I still don’t know enough about who Jess is and what she needs out of life, but I’m enjoying seeing her being a teenager and NOT pretending she’s someone’s mother. Becky giggles like a child at the idea that Billy and Mindy care where she goes at night. I totally believed Mindy’s irritated conflict. Some might ask where she was when Tyra was staying out all night, but first of all, we watched Tyra take care of herself far better than Becky ever could – and secondly, sometimes you don’t realize what you should’ve done until long after the fact.
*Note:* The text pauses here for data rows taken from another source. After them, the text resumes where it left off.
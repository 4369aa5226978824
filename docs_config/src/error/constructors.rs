//! Constructors and aggregation helpers for `DocsError`.

use std::sync::Arc;

use figment::Error as FigmentError;

use super::{AggregatedErrors, DocsError};

impl DocsError {
    /// Tries to build a [`DocsError`] from an iterator of errors.
    ///
    /// Returns `None` when no errors are supplied, the error itself when a
    /// single uniquely owned error is supplied, and [`Self::Aggregate`]
    /// otherwise.
    #[must_use]
    pub fn try_aggregate<I, E>(errors: I) -> Option<Self>
    where
        I: IntoIterator<Item = E>,
        E: Into<Arc<Self>>,
    {
        let mut arcs: Vec<Arc<Self>> = errors.into_iter().map(Into::into).collect();
        if arcs.len() > 1 {
            return Some(Self::Aggregate(Box::new(AggregatedErrors::new(arcs))));
        }
        let last = arcs.pop()?;
        Some(match Arc::try_unwrap(last) {
            Ok(err) => err,
            Err(shared) => Self::Aggregate(Box::new(AggregatedErrors::new(vec![shared]))),
        })
    }

    /// Construct a [`Self::MalformedLayer`] error.
    ///
    /// # Examples
    ///
    /// ```
    /// use docs_config::DocsError;
    ///
    /// let err = DocsError::malformed("oslo", Some("redoc"), "expected a sequence");
    /// assert_eq!(
    ///     err.to_string(),
    ///     "malformed layer 'oslo' (setting 'redoc'): expected a sequence"
    /// );
    /// ```
    #[must_use]
    pub fn malformed(layer: &str, setting: Option<&str>, message: impl Into<String>) -> Self {
        Self::MalformedLayer {
            layer: layer.to_owned(),
            setting: setting.map(str::to_owned),
            message: message.into(),
        }
    }

    /// Construct a [`Self::Validation`] error.
    #[must_use]
    pub fn validation(key: impl Into<String>, message: impl Into<String>) -> Self {
        Self::Validation {
            key: key.into(),
            message: message.into(),
        }
    }

    /// Construct a gathering error from a [`figment::Error`].
    ///
    /// # Examples
    ///
    /// ```
    /// use docs_config::DocsError;
    /// let e = DocsError::gathering(figment::Error::from("boom"));
    /// assert!(matches!(e, DocsError::Gathering(_)));
    /// ```
    #[must_use]
    pub fn gathering(source: FigmentError) -> Self {
        Self::Gathering(Box::new(source))
    }

    /// Returns `true` for the errors the layer contract calls configuration
    /// errors: empty input or a malformed layer.
    #[must_use]
    pub const fn is_config_error(&self) -> bool {
        matches!(self, Self::EmptyLayers | Self::MalformedLayer { .. })
    }
}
Billy Riggins is sweet, but it might be Mindy Collette who actually keeps Becky in line.
Coach Taylor outlined for us the trajectory of what will happen this season – those five scrawled letters, “STATE” , tell us where we’re going. But that trip is full of heartbreak, and there are always casualties – I know I’ll enjoy the ride, but I am wincing in anticipation of who is the first to fall. Also, stay gold, Tinker.